The Royal Air Force (RAF) and the Fleet Air Arm (FAA) maintained air stations in Bermuda at the start of the war, but they served only flying boats. The RAF station on Darrell's Island served as a staging point for trans-Atlantic flights by RAF Transport Command and RAF Ferry Command, BOAC, and Pan-Am and hosted the Bermuda Flying School, but it did not operate maritime patrols. The FAA station on Boaz Island serviced aircraft based on vessels operating from or through the Royal Naval Dockyard, but it attempted to maintain maritime patrols by using pilots from naval ships, RAF Darrell's Island and the Bermuda Flying School.

The agreement for bases in Bermuda stipulated that the US would, at its own expense, build an airfield capable of handling large landplanes that would be operated jointly by the US Army Air Force and the Royal Air Force. The airfield was named Kindley Field after Field Kindley, an American aviator who fought for Britain during World War I. RAF Transport Command relocated its operations to the airfield when it was completed in 1943, but RAF Ferry Command remained at Darrell's Island. The US Navy had established the Naval Operating Base at Bermuda's West End, a flying boat station from which maritime patrols were operated for the remainder of the war (the US Navy had actually begun operating such patrols from RAF Darrell's Island by using floatplanes and was waiting for their own base to become operational). The RAF and FAA facilities were closed after the war, which left only the US air bases in Bermuda. The Naval Operating Base ceased to be an air station in 1965, when its flying boats were replaced by Lockheed P-2 Neptunes operating from the Kindley Air Force Base (as the former US Army airfield had become). Those US air bases were in fact only two of several US military facilities that operated in Bermuda during the 20th century. In spite of the 99-year lease, the US abandoned many of the bases in 1949, and the remaining few were closed by 1995.
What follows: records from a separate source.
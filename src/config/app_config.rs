use serde::Deserialize;

/// Application configuration
#[derive(Debug, Clone, Deserialize, Default)]
#[serde(default)]
pub struct AppConfig {
    pub server: ServerConfig,
    pub logging: LoggingConfig,
    pub storage: StorageSettings,
}

#[derive(Debug, Clone, Deserialize)]
#[serde(default)]
pub struct ServerConfig {
    pub host: String,
    pub port: u16,
}

#[derive(Debug, Clone, Deserialize)]
#[serde(default)]
pub struct LoggingConfig {
    pub level: String,
    pub format: LogFormat,
}

#[derive(Debug, Clone, Deserialize, Default)]
#[serde(rename_all = "lowercase")]
pub enum LogFormat {
    #[default]
    Pretty,
    Json,
}

/// Storage backend selection and table settings
#[derive(Debug, Clone, Deserialize)]
#[serde(default)]
pub struct StorageSettings {
    /// Backend name: "memory" or "dynamodb"
    pub backend: String,
    /// Table holding the character collection
    pub table: String,
    /// Optional AWS region override; the ambient environment wins otherwise
    pub region: Option<String>,
}

impl Default for ServerConfig {
    fn default() -> Self {
        Self {
            host: "0.0.0.0".to_string(),
            port: 8080,
        }
    }
}

impl Default for LoggingConfig {
    fn default() -> Self {
        Self {
            level: "info".to_string(),
            format: LogFormat::default(),
        }
    }
}

impl Default for StorageSettings {
    fn default() -> Self {
        Self {
            backend: "memory".to_string(),
            table: "characters".to_string(),
            region: None,
        }
    }
}

impl AppConfig {
    pub fn load() -> Result<Self, config::ConfigError> {
        let config = config::Config::builder()
            .add_source(config::File::with_name("config/default").required(false))
            .add_source(config::File::with_name("config/local").required(false))
            .add_source(
                config::Environment::with_prefix("APP")
                    .separator("__")
                    .try_parsing(true),
            )
            .build()?;

        config.try_deserialize()
    }
}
The US accepted the "generous action... to enhance the national security of the United States" and immediately transferred in return 50 Caldwell, Wickes, and Clemson-class U.S. Navy destroyers, "generally referred to as the twelve hundred-ton type" (also known as "flush-deckers", or "four-pipers" after their four funnels). Forty-three ships initially went to the Royal Navy and seven to the Royal Canadian Navy. In the Commonwealth navies, the ships were renamed after towns and so were known as the "Town" class, but they had originally belonged to three classes (Caldwell, Wickes, and Clemson). Before the end of the war, nine others had also served with the Royal Canadian Navy. Five Towns were manned by Royal Norwegian Navy crews, with the survivors later returned to the Royal Navy. was manned by Royal Netherlands Navy sailors before her assignment to the St. Nazaire Raid. Nine other destroyers were eventually transferred to the Soviet Navy. Six of the 50 destroyers were lost to U-boats, and three others, including Campbeltown, were destroyed in other circumstances.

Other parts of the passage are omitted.